● Exercise
What is the number of lines in the data that include the string "struct"? Give it by itself.

● Material to process

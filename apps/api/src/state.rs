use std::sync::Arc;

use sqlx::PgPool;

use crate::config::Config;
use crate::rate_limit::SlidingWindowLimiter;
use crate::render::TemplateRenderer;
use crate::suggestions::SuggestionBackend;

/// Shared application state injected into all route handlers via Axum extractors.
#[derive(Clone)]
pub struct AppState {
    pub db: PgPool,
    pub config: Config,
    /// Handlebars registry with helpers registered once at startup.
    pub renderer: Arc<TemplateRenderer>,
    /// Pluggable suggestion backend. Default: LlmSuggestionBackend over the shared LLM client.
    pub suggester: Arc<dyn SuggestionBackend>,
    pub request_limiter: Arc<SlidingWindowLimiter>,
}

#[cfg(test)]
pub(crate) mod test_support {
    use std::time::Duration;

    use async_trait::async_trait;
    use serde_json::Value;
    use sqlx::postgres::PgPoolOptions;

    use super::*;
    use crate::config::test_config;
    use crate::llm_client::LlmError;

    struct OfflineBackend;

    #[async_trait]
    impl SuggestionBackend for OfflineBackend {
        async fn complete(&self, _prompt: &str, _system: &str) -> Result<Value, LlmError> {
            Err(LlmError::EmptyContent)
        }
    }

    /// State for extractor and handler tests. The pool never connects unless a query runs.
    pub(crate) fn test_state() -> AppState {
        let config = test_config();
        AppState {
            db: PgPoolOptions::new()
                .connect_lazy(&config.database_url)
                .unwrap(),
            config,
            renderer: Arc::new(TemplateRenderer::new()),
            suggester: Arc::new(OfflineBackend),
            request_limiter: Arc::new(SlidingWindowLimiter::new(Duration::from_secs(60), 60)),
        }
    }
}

==

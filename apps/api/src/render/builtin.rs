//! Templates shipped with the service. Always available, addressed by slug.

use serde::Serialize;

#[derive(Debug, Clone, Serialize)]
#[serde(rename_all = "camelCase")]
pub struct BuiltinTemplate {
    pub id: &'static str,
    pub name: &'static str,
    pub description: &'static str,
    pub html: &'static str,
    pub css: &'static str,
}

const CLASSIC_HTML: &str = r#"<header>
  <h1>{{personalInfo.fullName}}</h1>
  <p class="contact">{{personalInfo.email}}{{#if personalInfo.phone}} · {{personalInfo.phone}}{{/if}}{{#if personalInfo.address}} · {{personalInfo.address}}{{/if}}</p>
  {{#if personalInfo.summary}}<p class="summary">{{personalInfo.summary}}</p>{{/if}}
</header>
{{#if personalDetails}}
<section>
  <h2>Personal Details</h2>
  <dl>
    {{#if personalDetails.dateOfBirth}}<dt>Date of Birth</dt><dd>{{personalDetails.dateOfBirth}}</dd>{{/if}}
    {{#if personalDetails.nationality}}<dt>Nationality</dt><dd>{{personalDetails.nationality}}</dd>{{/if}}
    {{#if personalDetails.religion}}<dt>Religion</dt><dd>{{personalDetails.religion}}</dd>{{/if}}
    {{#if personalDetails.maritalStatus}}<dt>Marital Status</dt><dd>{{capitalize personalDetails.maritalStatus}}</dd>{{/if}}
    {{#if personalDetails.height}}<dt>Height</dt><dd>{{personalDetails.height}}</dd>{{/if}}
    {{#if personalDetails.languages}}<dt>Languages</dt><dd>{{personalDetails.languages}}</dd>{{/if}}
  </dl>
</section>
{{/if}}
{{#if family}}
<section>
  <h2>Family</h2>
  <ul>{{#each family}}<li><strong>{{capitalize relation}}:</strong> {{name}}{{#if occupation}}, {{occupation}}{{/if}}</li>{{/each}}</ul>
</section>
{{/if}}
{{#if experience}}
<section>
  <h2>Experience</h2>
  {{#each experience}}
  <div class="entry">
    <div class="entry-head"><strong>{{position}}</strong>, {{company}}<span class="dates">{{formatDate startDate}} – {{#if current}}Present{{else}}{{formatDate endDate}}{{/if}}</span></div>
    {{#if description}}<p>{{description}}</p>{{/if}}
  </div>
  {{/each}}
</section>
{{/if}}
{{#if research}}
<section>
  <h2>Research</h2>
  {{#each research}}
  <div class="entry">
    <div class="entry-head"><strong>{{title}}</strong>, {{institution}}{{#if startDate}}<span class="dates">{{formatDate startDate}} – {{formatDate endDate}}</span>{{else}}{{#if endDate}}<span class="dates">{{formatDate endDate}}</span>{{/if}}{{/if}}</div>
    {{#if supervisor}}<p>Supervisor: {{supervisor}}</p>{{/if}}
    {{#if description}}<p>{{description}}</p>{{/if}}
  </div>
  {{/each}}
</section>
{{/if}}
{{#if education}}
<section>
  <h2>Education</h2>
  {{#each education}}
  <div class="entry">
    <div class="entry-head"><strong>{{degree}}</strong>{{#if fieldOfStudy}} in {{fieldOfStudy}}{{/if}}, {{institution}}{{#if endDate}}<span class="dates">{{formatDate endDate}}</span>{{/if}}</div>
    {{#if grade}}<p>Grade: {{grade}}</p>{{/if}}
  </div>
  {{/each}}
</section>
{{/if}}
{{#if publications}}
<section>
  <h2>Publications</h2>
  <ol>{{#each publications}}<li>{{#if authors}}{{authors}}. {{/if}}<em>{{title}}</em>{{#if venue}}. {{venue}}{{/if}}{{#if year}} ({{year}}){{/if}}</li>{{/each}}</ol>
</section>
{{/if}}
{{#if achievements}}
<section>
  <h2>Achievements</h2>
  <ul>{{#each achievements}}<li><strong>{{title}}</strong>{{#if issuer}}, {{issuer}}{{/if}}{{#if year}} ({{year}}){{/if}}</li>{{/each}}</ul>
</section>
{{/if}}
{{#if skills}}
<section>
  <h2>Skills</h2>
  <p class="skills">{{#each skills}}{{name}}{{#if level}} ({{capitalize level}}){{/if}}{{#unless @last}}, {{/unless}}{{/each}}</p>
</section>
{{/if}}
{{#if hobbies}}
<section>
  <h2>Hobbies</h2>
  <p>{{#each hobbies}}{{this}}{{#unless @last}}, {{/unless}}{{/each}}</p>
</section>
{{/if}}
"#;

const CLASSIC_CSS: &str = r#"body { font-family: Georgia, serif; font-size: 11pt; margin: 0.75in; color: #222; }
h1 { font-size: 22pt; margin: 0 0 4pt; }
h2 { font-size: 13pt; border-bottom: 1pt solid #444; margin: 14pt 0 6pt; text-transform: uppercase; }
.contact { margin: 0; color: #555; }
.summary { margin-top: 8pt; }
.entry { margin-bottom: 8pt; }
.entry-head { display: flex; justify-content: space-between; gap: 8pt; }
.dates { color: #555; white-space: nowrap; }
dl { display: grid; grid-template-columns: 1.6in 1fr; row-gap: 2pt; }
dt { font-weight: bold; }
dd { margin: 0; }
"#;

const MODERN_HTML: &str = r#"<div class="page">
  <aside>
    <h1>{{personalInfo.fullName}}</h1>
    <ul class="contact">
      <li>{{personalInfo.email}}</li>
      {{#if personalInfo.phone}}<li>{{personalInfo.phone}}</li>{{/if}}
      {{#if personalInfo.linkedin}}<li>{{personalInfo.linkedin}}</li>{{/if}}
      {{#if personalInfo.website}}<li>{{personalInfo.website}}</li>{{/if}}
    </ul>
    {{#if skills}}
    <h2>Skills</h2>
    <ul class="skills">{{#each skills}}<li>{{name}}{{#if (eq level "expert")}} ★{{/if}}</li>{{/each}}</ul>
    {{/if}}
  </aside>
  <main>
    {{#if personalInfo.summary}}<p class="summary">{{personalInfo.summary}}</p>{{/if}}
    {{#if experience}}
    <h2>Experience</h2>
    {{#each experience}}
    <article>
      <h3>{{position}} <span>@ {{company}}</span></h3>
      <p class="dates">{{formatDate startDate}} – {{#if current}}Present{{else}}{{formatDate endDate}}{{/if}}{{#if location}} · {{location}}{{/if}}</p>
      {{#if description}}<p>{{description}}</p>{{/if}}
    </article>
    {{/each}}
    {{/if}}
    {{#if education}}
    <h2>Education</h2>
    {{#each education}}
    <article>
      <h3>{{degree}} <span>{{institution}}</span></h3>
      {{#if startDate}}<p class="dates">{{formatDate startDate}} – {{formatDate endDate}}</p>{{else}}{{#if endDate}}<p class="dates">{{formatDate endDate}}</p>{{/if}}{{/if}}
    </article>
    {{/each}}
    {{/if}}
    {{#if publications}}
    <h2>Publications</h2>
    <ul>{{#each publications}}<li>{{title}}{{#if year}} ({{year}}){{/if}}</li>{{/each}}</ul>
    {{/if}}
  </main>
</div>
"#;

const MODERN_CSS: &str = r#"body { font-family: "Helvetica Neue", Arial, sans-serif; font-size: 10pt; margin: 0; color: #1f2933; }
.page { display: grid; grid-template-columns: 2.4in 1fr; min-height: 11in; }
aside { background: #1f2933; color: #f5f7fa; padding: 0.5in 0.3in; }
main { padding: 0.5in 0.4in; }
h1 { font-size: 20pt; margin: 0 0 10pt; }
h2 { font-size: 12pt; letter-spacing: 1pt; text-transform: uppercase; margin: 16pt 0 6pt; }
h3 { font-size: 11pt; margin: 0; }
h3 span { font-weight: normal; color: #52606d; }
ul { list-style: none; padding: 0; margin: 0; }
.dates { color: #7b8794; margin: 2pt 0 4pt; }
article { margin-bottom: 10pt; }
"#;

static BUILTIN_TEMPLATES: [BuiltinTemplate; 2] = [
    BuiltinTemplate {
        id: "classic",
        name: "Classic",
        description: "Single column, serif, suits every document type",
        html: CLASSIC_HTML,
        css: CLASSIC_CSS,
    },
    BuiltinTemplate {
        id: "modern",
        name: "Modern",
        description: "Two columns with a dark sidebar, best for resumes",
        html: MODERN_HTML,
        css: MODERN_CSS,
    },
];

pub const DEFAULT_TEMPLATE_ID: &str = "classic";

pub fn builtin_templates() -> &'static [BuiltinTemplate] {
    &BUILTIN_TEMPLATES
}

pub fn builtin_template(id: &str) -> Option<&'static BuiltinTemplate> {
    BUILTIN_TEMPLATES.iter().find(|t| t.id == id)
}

● Written response
3